___ Records shown ___

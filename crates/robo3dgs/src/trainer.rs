use std::path::PathBuf;

use robo3dgs_colmap::{ExperimentLayout, StageCommand};
use serde::{Deserialize, Serialize};

/// How the Gaussian Splatting trainer is started.
#[derive(Debug, Clone, PartialEq, Serialize, Deserialize)]
#[serde(default)]
pub struct TrainerOptions {
    /// The python interpreter.
    pub python: PathBuf,
    /// Path to `train.py` of the Gaussian Splatting checkout.
    pub train_script: PathBuf,
    /// Extra arguments appended after the source and model paths.
    pub extra_args: Vec<String>,
}

impl Default for TrainerOptions {
    fn default() -> Self {
        Self {
            python: PathBuf::from("python"),
            train_script: PathBuf::from("./gaussian-splatting/train.py"),
            extra_args: Vec::new(),
        }
    }
}

impl TrainerOptions {
    /// The trainer invocation for `layout`.
    ///
    /// The experiment root is both the source (`-s`) and the model output (`-m`).
    pub fn command(&self, layout: &ExperimentLayout) -> StageCommand {
        let command = StageCommand::new(&self.python)
            .arg(&self.train_script)
            .opt("-s", layout.root())
            .opt("-m", layout.root());

        self.extra_args
            .iter()
            .fold(command, |command, arg| command.arg(arg))
    }
}

#[cfg(test)]
mod tests {
    use robo3dgs_colmap::ExperimentLayout;

    use super::TrainerOptions;

    #[test]
    fn trainer_command() {
        let layout = ExperimentLayout::from_absolute("/data/experiment");
        let command = TrainerOptions::default().command(&layout);
        assert_eq!(
            command.to_string(),
            "python ./gaussian-splatting/train.py -s /data/experiment -m /data/experiment"
        );
    }

    #[test]
    fn trainer_extra_args() {
        let layout = ExperimentLayout::from_absolute("/data/experiment");
        let options = TrainerOptions {
            python: "python3".into(),
            extra_args: vec!["--iterations".into(), "7000".into()],
            ..Default::default()
        };
        let command = options.command(&layout);
        assert_eq!(command.program().to_str(), Some("python3"));
        assert_eq!(command.value_of("--iterations"), Some("7000".as_ref()));
    }
}
use glam::{DQuat, DVec3, EulerRot};
use serde::{Deserialize, Serialize};

use crate::{error::PoseError, keyframe::CameraKeyframe};

/// A sweep of a camera along the y axis, turning in place at every stop.
///
/// Angles follow the Blender convention the manual pose sets were authored in: the
/// camera looks down its -z axis and the Euler angles are applied z first, then x, then y.
#[derive(Debug, Clone, PartialEq, Serialize, Deserialize)]
#[serde(default)]
pub struct TrajectoryConfig {
    /// First y position.
    pub start_y: f64,
    /// Positions stop before reaching this y.
    pub end_y: f64,
    /// Distance between two positions.
    pub step_y: f64,
    /// Height of the camera above the ground plane.
    pub height: f64,
    /// Rotation about x, in degrees. 90 looks at the horizon.
    pub tilt_deg: f64,
    /// Number of evenly spaced headings per position.
    pub rotations_per_position: u32,
    /// Camera id written for every image.
    pub camera_id: u32,
    /// Extension of the image file names.
    pub image_extension: String,
}

impl Default for TrajectoryConfig {
    fn default() -> Self {
        Self {
            start_y: -1.0,
            end_y: 3.0,
            step_y: 0.1,
            height: 1.0,
            tilt_deg: 80.0,
            rotations_per_position: 8,
            camera_id: 1,
            image_extension: "jpg".to_string(),
        }
    }
}

impl TrajectoryConfig {
    /// The y coordinates of the camera stops.
    ///
    /// Positions are derived from their index so the count does not depend on rounding
    /// accumulated over the sweep.
    ///
    /// # Errors
    ///
    /// The bounds or the step are not finite, the step is not positive, or the sweep
    /// has more stops than `u32` frame ids can number.
    pub fn positions(&self) -> Result<Vec<f64>, PoseError> {
        let count = self.position_count()?;

        Ok((0..count)
            .map(|k| self.start_y + k as f64 * self.step_y)
            .collect())
    }

    /// Number of stops of the sweep, checked before anything is allocated.
    fn position_count(&self) -> Result<usize, PoseError> {
        if !(self.step_y.is_finite() && self.step_y > 0.0) {
            return Err(PoseError::InvalidStep(self.step_y));
        }
        if !(self.start_y.is_finite() && self.end_y.is_finite()) {
            return Err(PoseError::InvalidRange {
                start: self.start_y,
                end: self.end_y,
            });
        }

        let span = (self.end_y - self.start_y) / self.step_y;
        if span <= 0.0 {
            return Ok(0);
        }

        let count = (span - 1e-9).ceil();
        let total = count * f64::from(self.rotations_per_position.max(1));
        if !count.is_finite() || total > f64::from(u32::MAX) {
            return Err(PoseError::TooManyKeyframes(total));
        }

        Ok(count as usize)
    }
}

/// World-to-camera pose of a camera placed at `location` with Blender Euler angles
/// `(tilt, 0, heading)` interpreted in `ZXY` order.
pub fn camera_pose(location: DVec3, tilt: f64, heading: f64) -> (DQuat, DVec3) {
    // ZXY order: z is applied first, then x, then y, i.e. R = Ry * Rx * Rz
    let rotation = DQuat::from_euler(EulerRot::YXZ, 0.0, tilt, heading);

    let mirrored = DVec3::new(location.x, location.y, -location.z);
    let translation = rotation * -mirrored;

    (rotation, translation)
}

/// Generate the keyframes of the trajectory, numbered from 1.
///
/// # Example
///
/// ```
/// use robo3dgs_poses::{generate_keyframes, TrajectoryConfig};
///
/// let keyframes = generate_keyframes(&TrajectoryConfig::default()).unwrap();
/// assert_eq!(keyframes.len(), 40 * 8);
/// assert_eq!(keyframes[0].name, "0001.jpg");
/// ```
pub fn generate_keyframes(config: &TrajectoryConfig) -> Result<Vec<CameraKeyframe>, PoseError> {
    if config.rotations_per_position == 0 {
        return Err(PoseError::NoRotations);
    }

    let tilt = config.tilt_deg.to_radians();
    let n = config.rotations_per_position;

    let positions = config.positions()?;
    let mut keyframes = Vec::with_capacity(positions.len() * n as usize);

    for (k, y) in positions.into_iter().enumerate() {
        for i in 0..n {
            // bounded by the keyframe count check in positions
            let frame = (k as u32) * n + i + 1;
            let heading = 2.0 * i as f64 * std::f64::consts::PI / n as f64;
            let location = DVec3::new(0.0, y, config.height);
            let (rotation, translation) = camera_pose(location, tilt, heading);

            keyframes.push(CameraKeyframe {
                frame,
                rotation,
                translation,
                camera_id: config.camera_id,
                name: format!("{:04}.{}", frame, config.image_extension),
            });
        }
    }

    Ok(keyframes)
}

___

#### [What this task involves]
What is needed is an exact copy of the lines above, from the one containing "let mirrored = DVec3::new(location.x, location.y, -location.z);" through the one containing "let positions = config.positions()?;", with nothing added.

#### [Result of the task]
    let mirrored = DVec3::new(location.x, location.y, -location.z);
    let translation = rotation * -mirrored;

    (rotation, translation)
}

/// Generate the keyframes of the trajectory, numbered from 1.
///
/// # Example
///
/// ```
/// use robo3dgs_poses::{generate_keyframes, TrajectoryConfig};
///
/// let keyframes = generate_keyframes(&TrajectoryConfig::default()).unwrap();
/// assert_eq!(keyframes.len(), 40 * 8);
/// assert_eq!(keyframes[0].name, "0001.jpg");
/// ```
pub fn generate_keyframes(config: &TrajectoryConfig) -> Result<Vec<CameraKeyframe>, PoseError> {
    if config.rotations_per_position == 0 {
        return Err(PoseError::NoRotations);
    }

    let tilt = config.tilt_deg.to_radians();
    let n = config.rotations_per_position;

    let positions = config.positions()?;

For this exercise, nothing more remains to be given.